[Saved data entries]
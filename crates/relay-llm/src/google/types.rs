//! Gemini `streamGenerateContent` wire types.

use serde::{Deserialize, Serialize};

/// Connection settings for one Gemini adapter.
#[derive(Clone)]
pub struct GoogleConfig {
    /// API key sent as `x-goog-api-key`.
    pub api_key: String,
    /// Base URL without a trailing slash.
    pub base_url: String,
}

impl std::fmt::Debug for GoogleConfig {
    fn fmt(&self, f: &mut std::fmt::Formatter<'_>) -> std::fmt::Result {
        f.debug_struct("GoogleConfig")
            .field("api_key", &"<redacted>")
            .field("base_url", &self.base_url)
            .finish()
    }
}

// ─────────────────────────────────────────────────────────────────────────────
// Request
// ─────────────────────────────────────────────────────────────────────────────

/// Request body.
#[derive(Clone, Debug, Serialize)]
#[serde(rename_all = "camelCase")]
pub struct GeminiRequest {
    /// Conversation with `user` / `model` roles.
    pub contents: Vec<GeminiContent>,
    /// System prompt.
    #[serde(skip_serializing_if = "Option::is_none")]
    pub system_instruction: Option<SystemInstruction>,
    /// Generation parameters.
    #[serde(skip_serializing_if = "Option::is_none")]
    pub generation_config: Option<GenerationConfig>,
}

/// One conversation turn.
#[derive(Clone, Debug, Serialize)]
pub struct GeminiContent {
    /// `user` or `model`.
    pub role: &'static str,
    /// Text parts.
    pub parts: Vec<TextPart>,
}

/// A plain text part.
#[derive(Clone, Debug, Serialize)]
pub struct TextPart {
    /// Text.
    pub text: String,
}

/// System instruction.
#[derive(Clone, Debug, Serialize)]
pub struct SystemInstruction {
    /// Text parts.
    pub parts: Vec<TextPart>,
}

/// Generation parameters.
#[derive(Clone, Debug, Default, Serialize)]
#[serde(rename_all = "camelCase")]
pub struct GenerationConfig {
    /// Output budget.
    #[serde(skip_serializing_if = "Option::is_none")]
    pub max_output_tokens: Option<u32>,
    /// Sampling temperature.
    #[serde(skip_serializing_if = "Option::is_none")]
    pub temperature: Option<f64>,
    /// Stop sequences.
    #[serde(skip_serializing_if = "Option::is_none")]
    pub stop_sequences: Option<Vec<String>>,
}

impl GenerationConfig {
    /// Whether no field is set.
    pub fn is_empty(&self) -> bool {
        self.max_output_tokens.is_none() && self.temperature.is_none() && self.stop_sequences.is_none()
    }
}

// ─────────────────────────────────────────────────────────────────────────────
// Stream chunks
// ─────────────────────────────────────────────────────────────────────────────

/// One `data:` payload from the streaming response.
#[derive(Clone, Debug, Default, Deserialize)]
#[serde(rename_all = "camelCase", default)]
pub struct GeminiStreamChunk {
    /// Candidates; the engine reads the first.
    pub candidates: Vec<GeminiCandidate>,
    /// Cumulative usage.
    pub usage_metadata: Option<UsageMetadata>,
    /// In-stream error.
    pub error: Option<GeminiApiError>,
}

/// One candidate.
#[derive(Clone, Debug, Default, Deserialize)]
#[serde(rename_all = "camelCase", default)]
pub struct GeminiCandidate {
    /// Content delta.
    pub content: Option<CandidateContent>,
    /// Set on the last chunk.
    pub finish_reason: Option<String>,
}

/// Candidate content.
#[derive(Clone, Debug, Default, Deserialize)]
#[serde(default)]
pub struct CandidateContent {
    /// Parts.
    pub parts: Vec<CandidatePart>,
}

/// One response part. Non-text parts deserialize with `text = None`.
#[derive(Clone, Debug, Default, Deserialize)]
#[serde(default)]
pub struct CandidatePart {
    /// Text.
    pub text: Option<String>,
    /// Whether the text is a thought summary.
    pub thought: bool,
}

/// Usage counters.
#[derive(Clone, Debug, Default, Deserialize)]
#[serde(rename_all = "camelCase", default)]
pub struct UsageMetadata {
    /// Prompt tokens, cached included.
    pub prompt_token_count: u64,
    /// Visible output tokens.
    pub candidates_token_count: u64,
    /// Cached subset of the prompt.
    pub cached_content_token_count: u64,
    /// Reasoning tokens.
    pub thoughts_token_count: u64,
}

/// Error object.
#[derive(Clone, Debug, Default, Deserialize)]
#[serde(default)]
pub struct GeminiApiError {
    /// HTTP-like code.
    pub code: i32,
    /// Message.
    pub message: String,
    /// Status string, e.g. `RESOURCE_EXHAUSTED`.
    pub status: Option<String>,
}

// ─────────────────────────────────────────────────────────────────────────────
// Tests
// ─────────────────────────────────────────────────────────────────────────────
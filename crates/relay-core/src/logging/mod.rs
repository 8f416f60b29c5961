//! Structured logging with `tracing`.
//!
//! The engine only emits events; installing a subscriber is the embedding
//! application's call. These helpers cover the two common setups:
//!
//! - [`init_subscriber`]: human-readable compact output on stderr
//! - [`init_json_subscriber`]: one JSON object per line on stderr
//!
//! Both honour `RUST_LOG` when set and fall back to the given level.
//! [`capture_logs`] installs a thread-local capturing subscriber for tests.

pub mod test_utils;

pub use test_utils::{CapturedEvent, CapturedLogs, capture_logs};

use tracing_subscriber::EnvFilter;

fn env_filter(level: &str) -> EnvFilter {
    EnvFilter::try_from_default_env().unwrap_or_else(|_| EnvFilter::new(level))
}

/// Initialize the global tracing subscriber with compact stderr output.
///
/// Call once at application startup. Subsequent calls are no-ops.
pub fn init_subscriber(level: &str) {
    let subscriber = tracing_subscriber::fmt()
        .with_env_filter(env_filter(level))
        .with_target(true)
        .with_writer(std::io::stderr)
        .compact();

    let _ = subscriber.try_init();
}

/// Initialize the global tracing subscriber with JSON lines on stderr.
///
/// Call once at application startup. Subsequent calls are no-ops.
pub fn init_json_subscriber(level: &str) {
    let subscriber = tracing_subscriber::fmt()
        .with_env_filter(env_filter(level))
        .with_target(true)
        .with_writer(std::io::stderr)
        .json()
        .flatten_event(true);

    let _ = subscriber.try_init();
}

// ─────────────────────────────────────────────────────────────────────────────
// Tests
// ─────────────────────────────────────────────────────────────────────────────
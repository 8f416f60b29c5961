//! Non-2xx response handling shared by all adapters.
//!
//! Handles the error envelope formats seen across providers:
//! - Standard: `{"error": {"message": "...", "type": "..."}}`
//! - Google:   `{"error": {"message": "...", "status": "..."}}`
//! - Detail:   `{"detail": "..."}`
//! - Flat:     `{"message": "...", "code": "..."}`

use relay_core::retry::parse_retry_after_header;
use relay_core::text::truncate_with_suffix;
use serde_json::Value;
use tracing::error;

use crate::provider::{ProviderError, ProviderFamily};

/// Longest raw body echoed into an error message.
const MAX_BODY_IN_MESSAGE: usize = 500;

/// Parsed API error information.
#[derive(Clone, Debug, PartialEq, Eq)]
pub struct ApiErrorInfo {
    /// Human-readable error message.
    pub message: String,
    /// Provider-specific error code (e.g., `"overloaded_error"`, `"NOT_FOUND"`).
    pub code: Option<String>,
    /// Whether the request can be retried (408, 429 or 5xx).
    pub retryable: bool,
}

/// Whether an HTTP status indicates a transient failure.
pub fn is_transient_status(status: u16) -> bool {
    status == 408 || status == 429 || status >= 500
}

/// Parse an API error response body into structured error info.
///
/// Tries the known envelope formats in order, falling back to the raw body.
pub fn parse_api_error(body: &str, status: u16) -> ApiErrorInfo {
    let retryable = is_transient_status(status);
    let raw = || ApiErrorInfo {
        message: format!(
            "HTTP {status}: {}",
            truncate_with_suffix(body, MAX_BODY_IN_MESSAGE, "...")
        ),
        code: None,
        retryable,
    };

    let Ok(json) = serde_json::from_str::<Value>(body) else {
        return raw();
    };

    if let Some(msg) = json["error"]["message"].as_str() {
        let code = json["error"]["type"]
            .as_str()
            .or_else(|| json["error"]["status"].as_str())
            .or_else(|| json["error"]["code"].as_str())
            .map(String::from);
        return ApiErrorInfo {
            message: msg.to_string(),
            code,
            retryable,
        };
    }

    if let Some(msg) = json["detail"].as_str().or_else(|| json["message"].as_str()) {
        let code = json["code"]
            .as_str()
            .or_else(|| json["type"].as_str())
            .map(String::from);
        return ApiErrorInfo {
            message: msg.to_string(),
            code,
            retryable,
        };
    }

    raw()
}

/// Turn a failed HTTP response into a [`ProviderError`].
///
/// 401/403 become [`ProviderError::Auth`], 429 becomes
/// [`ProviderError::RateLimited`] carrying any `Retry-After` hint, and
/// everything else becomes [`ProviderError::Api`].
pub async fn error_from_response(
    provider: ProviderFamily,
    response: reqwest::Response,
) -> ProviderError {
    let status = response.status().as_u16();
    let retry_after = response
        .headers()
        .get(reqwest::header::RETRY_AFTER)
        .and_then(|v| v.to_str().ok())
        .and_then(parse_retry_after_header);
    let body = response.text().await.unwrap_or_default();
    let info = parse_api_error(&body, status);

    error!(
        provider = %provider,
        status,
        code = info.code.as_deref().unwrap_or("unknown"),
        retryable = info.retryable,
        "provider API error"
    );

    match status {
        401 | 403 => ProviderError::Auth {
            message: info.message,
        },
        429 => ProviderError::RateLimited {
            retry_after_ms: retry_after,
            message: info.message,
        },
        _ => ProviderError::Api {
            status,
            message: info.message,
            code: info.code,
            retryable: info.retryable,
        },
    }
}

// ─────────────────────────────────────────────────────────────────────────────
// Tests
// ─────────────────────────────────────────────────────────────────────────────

_Task to carry out:_
Using the records above, copy all lines that include the word "field".

_Answer to the exercise:_
            .field("api_key", &"<redacted>")
            .field("base_url", &self.base_url)
    /// Whether no field is set.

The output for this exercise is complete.